WORK ORDER:
Scan the data below for the string "continue". Copy every line where it appears.

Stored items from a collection

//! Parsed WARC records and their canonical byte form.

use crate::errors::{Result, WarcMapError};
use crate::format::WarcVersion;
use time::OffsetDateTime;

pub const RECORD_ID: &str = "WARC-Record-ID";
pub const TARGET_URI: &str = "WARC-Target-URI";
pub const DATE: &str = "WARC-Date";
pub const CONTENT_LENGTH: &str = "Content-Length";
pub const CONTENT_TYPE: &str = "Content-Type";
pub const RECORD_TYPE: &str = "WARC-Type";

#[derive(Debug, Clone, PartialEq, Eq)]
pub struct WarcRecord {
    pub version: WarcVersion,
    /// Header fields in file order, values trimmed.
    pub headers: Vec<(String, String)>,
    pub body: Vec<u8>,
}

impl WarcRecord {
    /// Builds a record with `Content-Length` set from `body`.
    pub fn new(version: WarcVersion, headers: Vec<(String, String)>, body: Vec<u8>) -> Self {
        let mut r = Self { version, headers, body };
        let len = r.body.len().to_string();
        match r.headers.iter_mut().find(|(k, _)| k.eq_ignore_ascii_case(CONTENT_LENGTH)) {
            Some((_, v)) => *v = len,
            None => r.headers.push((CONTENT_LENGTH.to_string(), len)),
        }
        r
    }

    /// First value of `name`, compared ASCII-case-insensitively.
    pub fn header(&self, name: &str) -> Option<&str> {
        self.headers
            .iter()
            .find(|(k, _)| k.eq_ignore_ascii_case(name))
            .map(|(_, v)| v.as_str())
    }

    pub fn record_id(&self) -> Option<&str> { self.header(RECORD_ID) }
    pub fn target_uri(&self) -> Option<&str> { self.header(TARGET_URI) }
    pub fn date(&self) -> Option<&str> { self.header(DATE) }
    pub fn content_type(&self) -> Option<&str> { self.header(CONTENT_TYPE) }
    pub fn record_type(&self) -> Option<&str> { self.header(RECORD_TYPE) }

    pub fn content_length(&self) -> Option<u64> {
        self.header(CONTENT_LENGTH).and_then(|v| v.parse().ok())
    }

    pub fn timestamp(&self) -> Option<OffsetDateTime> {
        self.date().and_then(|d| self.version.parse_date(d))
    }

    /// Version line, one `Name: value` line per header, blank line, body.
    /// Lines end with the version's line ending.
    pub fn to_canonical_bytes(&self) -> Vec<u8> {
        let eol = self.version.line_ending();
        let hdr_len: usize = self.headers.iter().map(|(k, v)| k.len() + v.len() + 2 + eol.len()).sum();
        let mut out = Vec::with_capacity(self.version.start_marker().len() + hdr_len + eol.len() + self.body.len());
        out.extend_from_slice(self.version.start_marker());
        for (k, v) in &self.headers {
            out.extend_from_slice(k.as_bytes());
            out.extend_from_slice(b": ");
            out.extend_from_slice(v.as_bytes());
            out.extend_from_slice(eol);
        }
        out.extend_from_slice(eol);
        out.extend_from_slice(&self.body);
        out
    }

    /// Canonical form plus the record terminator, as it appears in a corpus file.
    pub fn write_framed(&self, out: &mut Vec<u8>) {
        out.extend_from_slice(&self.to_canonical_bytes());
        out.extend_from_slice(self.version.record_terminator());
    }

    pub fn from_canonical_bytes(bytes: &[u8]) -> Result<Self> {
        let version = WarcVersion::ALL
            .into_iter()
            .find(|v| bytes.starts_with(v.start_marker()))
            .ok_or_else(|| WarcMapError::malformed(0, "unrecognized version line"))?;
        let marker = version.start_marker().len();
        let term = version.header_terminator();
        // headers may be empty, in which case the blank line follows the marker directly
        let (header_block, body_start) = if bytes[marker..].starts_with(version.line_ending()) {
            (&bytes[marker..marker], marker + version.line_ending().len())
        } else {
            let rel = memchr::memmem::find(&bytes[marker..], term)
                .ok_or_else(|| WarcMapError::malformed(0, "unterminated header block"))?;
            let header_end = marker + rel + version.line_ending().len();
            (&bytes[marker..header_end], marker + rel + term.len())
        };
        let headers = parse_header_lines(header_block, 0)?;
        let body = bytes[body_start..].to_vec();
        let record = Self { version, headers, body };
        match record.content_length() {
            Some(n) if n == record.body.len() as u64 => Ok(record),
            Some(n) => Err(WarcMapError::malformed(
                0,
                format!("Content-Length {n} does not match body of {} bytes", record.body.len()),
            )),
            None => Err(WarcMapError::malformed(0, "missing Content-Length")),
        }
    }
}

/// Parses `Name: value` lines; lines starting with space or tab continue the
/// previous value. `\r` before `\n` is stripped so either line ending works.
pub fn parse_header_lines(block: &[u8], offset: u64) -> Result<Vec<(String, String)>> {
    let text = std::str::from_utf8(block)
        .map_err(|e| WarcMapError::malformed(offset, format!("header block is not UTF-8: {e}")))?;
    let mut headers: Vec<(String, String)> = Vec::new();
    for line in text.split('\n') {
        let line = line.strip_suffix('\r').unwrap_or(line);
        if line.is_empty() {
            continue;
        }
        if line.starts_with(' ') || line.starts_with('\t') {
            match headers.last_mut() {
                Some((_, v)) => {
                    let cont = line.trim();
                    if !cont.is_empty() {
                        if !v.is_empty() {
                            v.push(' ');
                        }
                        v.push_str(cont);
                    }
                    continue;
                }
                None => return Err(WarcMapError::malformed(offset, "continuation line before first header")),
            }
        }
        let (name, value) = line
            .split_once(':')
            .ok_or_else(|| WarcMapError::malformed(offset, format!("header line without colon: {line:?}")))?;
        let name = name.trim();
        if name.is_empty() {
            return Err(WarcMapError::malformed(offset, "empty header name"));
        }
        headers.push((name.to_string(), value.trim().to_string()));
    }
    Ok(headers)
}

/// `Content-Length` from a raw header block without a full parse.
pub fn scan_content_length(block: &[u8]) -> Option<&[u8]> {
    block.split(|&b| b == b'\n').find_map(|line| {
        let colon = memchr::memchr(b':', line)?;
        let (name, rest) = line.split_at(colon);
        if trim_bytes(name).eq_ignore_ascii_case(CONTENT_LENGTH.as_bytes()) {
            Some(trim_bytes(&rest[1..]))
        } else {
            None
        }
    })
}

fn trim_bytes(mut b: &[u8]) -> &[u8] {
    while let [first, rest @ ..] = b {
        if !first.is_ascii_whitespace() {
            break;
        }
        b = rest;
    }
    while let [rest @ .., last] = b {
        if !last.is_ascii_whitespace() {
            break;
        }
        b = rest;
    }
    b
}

OUTPUT OF THE TASK:
/// Parses `Name: value` lines; lines starting with space or tab continue the
            continue;
                    continue;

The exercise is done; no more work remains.